INTRAPERITONEAL 5-FLUOROURACIL INFUSION FOR TREATMENT OF BOTH PERITONEAL AND LIVER MICROMETASTASES

1990 
: Pharmacokinetic studies indicate that intraperitoneal administration of 5-fluorouracil (5-FU) has the potential to reduce the locoregional recurrence rate of gastrointestinal cancer. We have tested this hypothesis in a rat model, in which liver and peritoneal micrometastases were induced by the injection of cultured colonic cancer spheroids into both the portal vein and peritoneal cavity, respectively. Sixty-seven tumor-bearing animals were randomized to receive either no treatment, superior mesenteric vein 5-FU, or intraperitoneal 5-FU. Infusions were begun 2 days after tumor inoculation at a dose of 45 mg/kg/day and continued for 5 days.

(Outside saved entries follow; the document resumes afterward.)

use crate::{
    account::{setup_accounts, AccountKind, AccountRef, AccountRegistry},
    amount::{Currency, Money},
    config::{Config, Options, RatePolicy},
    currency::CurrencyBasket,
    loader::SourceLocation,
    statement::{Assertion, BalanceAssertion, ExchangeRateSet, Group, Item},
    transaction::{Origin, Transaction, TxKind},
    valuation::{self, ShareLeg, SharePosition},
    LedgerError,
};
use anyhow::{anyhow, Result};
use chrono::NaiveDateTime;
use log::{debug, warn};
use rust_decimal::Decimal;

/// The computed state of a ledger: accounts with their balances and share
/// positions, and the exchange rates known at the end of the replay.
#[derive(Clone, Debug)]
pub struct Ledger {
    accounts: AccountRegistry,
    basket: CurrencyBasket,
    config: Config,
    groups: Vec<Group>,
    default_currency: Currency,
    now: NaiveDateTime,
}

impl Ledger {
    /// Replay `items` in chronological order. Replaying the same items with
    /// the same options always yields the same ledger.
    pub fn compute(items: &[Item], options: Options) -> Result<Ledger> {
        let config = Config::from_items(items)?;
        let default_currency = options.resolve_currency(&config);

        let mut accounts = AccountRegistry::new();
        setup_accounts(&mut accounts, items)?;

        let mut engine = Engine {
            accounts,
            basket: CurrencyBasket::new(),
            now: options.now,
            rate_policy: options.rate_policy,
        };

        let mut chronological: Vec<&Item> = items.iter().collect();
        chronological.sort_by_key(|item| item.effective_date());
        for item in chronological {
            engine.apply(item)?;
        }

        valuation::revalue(&mut engine.accounts, options.cost_basis)?;

        let groups = items
            .iter()
            .filter_map(|item| match item {
                Item::Group(group) => Some(group.clone()),
                _ => None,
            })
            .collect();

        Ok(Ledger {
            accounts: engine.accounts,
            basket: engine.basket,
            config,
            groups,
            default_currency,
            now: options.now,
        })
    }

    pub fn accounts(&self) -> &AccountRegistry {
        &self.accounts
    }

    pub fn basket(&self) -> &CurrencyBasket {
        &self.basket
    }

    pub fn config(&self) -> &Config {
        &self.config
    }

    pub fn groups(&self) -> &[Group] {
        &self.groups
    }

    pub fn default_currency(&self) -> Currency {
        self.default_currency
    }

    pub fn now(&self) -> NaiveDateTime {
        self.now
    }

    pub fn convert(&self, money: Money, to: Currency) -> Result<Money> {
        self.basket.convert(money, to)
    }

    /// `money` in the default currency.
    pub fn in_default_currency(&self, money: Money) -> Result<Money> {
        self.convert(money, self.default_currency)
    }
}

struct Engine {
    accounts: AccountRegistry,
    basket: CurrencyBasket,
    now: NaiveDateTime,
    rate_policy: RatePolicy,
}

impl Engine {
    fn apply(&mut self, item: &Item) -> Result<()> {
        match item {
            Item::Config(_) | Item::AccountOpen(_) | Item::AccountClose(_) | Item::Group(_) => {
                Ok(())
            }
            Item::ExchangeRates(rates) => self.exchange_rates(rates),
            _ if item.effective_date() > self.now => {
                debug!(
                    "{}: not effective until {}, skipping",
                    item.location(),
                    item.effective_date()
                );
                Ok(())
            }
            Item::BalanceAssertion(assertion) => self.balance(assertion),
            Item::Transaction(tx) => self.transaction(tx),
        }
    }

    fn exchange_rates(&mut self, rates: &ExchangeRateSet) -> Result<()> {
        if self.rate_policy == RatePolicy::Gated && rates.timestamp > self.now {
            debug!("{}: rates not effective yet, skipping", rates.location);
            return Ok(());
        }
        for rate in &rates.rates {
            self.basket.set(rate);
        }
        Ok(())
    }

    /// Look up an owned leg's account and make sure it is kept in `currency`.
    fn check(&self, account: &AccountRef, currency: Currency, location: &SourceLocation) -> Result<()> {
        let found = self.accounts.lookup(account, location)?;
        if found.currency != currency {
            return Err(LedgerError::semantic(
                location,
                format!(
                    "mismatched currency: {} is kept in {}, got {}",
                    account, found.currency, currency
                ),
            ));
        }
        Ok(())
    }

    fn existing_position(
        &self,
        account: &AccountRef,
        company: &str,
        location: &SourceLocation,
    ) -> Result<()> {
        match self.accounts.lookup(account, location)?.position(company) {
            Some(_) => Ok(()),
            None => Err(LedgerError::semantic(
                location,
                format!("company {} does not exist in account {}", company, account),
            )),
        }
    }

    fn position(&mut self, account: &AccountRef, company: &str) -> Result<&mut SharePosition> {
        let shares = self
            .accounts
            .get_mut(account)
            .and_then(|a| a.shares.as_mut())
            .ok_or(anyhow!(format!("{} cannot hold shares", account)))?;
        Ok(shares.entry(company.to_string()).or_default())
    }

    fn credit(
        &mut self,
        account: &AccountRef,
        amount: Decimal,
        location: &SourceLocation,
    ) -> Result<()> {
        if let Some(account) = self.accounts.get_mut(account) {
            account.balance = account
                .balance
                .checked_add(amount)
                .ok_or_else(|| LedgerError::overflow(location))?;
        }
        Ok(())
    }

    /// Every owned leg must name a known account kept in the leg's currency.
    fn check_legs(&self, tx: &Transaction) -> Result<()> {
        for leg in tx.legs() {
            if let (Some(account), Some(money)) = (leg.account(), leg.money) {
                self.check(account, money.currency, &leg.location)?;
            }
        }
        Ok(())
    }

    fn balance(&mut self, assertion: &BalanceAssertion) -> Result<()> {
        for entry in &assertion.entries {
            match &entry.assertion {
                Assertion::Cash(money) => {
                    self.check(&entry.account, money.currency, &entry.location)?
                }
                Assertion::SharePrice { company, price } => {
                    self.check(&entry.account, price.currency, &entry.location)?;
                    self.existing_position(&entry.account, company, &entry.location)?;
                }
            }
        }

        for entry in &assertion.entries {
            match &entry.assertion {
                Assertion::Cash(money) => {
                    if let Some(account) = self.accounts.get_mut(&entry.account) {
                        if account.balance != money.amount {
                            warn!(
                                "{}: {} holds {} {} as of {}, computed {}",
                                entry.location,
                                entry.account,
                                money.amount,
                                money.currency,
                                assertion.timestamp,
                                account.balance
                            );
                        }
                        account.balance = money.amount;
                    }
                }
                Assertion::SharePrice { company, price } => {
                    self.position(&entry.account, company)?.last_price_per_share = price.amount;
                }
            }
        }
        Ok(())
    }

    fn transaction(&mut self, tx: &Transaction) -> Result<()> {
        if tx.origin == Origin::DividendRevenue {
            return Ok(());
        }
        match &tx.kind {
            TxKind::Expense | TxKind::Revenue | TxKind::Transfer => {
                self.check_legs(tx)?;
                for leg in tx.legs() {
                    if let (Some(account), Some(money)) = (leg.account(), leg.money) {
                        self.credit(account, money.amount, &leg.location)?;
                    }
                }
                Ok(())
            }
            TxKind::Equity => {
                self.check_legs(tx)?;
                self.equity(tx)
            }
            TxKind::Dividend { company } => self.dividend(tx, company),
        }
    }

    fn equity(&mut self, tx: &Transaction) -> Result<()> {
        let shares = tx
            .tags
            .shares()
            .ok_or(anyhow!("equity transaction without shares"))?;
        let (source, destination) = match (tx.ins.first(), tx.outs.first()) {
            (Some(source), Some(destination)) => (source, destination),
            _ => return Err(anyhow!("equity transaction without source or destination")),
        };
        let (src, src_money) = source
            .account()
            .zip(source.money)
            .ok_or(anyhow!("equity source is not an owned account"))?;
        let (dst, dst_money) = destination
            .account()
            .zip(destination.money)
            .ok_or(anyhow!("equity destination is not an owned account"))?;

        let (holder, amount) = if dst.kind == AccountKind::Equity {
            (dst, dst_money.amount)
        } else {
            (src, src_money.amount)
        };
        let overflow = || LedgerError::overflow(&tx.location);
        let value = amount.abs();
        let price = value.checked_div(shares.count).ok_or_else(overflow)?.abs();
        let fee = tx.tags.fee().map(|f| f.amount).unwrap_or_default();
        let timestamp = tx.effective_date();

        self.credit(src, src_money.amount, &source.location)?;
        self.credit(dst, dst_money.amount, &destination.location)?;

        let position = self.position(holder, &shares.company)?;
        position
            .record(ShareLeg {
                value,
                signed_shares: shares.count,
                fee,
                timestamp,
            })
            .ok_or_else(overflow)?;
        position.last_price_per_share = price;

        if src.kind == AccountKind::Equity && dst.kind == AccountKind::Equity {
            let mirror = self.position(src, &shares.company)?;
            mirror
                .record(ShareLeg {
                    value,
                    signed_shares: -shares.count,
                    fee: Decimal::ZERO,
                    timestamp,
                })
                .ok_or_else(overflow)?;
            mirror.last_price_per_share = price;
        }

        debug!(
            "{}: {} shares of {} at {} via {}",
            tx.location, shares.count, shares.company, price, holder
        );
        Ok(())
    }

    fn dividend(&mut self, tx: &Transaction, company: &str) -> Result<()> {
        let source = tx
            .ins
            .first()
            .and_then(|leg| leg.account())
            .ok_or(anyhow!("dividend without an equity account"))?;
        let cash = tx
            .outs
            .first()
            .ok_or(anyhow!("dividend without a destination"))?;
        let (account, money) = cash
            .account()
            .zip(cash.money)
            .ok_or(anyhow!("dividend paid to an external account"))?;
        self.check(account, money.currency, &cash.location)?;
        self.existing_position(source, company, &tx.location)?;

        let held_in = self.accounts.lookup(source, &tx.location)?.currency;
        let earned = self.basket.convert(money, held_in).map_err(|e| {
            LedgerError::semantic(
                &tx.location,
                format!("cannot value dividend of {} in {}: {}", money, held_in, e),
            )
        })?;

        self.credit(account, money.amount, &cash.location)?;
        let position = self.position(source, company)?;
        position.dividends = position
            .dividends
            .checked_add(earned.amount)
            .ok_or_else(|| LedgerError::overflow(&tx.location))?;
        Ok(())
    }
}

All untreated animals had advanced liver and peritoneal metastases 1 month after tumor implantation. Intraperitoneal 5-FU totally prevented the development of macroscopic tumor on peritoneal surfaces in 57% of animals. Paradoxically, rats treated with portal vein 5-FU had significantly more tumor or peritoneal surfaces than did the untreated group (p = 0.038). Both intraperitoneal and portal vein chemotherapy resulted in approximately a 50% reduction in total liver metastases compared with untreated animals (p = 0.78). Comparison of hepatic tumor growth within different lobes or segments demonstrated that although intraperitoneal 5-FU produced a homogeneous reduction in liver metastases, the effect of portal vein chemotherapy was unevenly distributed. We conclude that intraperitoneal chemotherapy was not only effective in eradicating peritoneal micrometastases but also received the same overall reduction in liver metastases as did portal vein chemotherapy. Moreover, regional differences in hepatic tumor responses as a result of drug streaming during portal vein 5-FU infusion were not observed after intraperitoneal chemotherapy.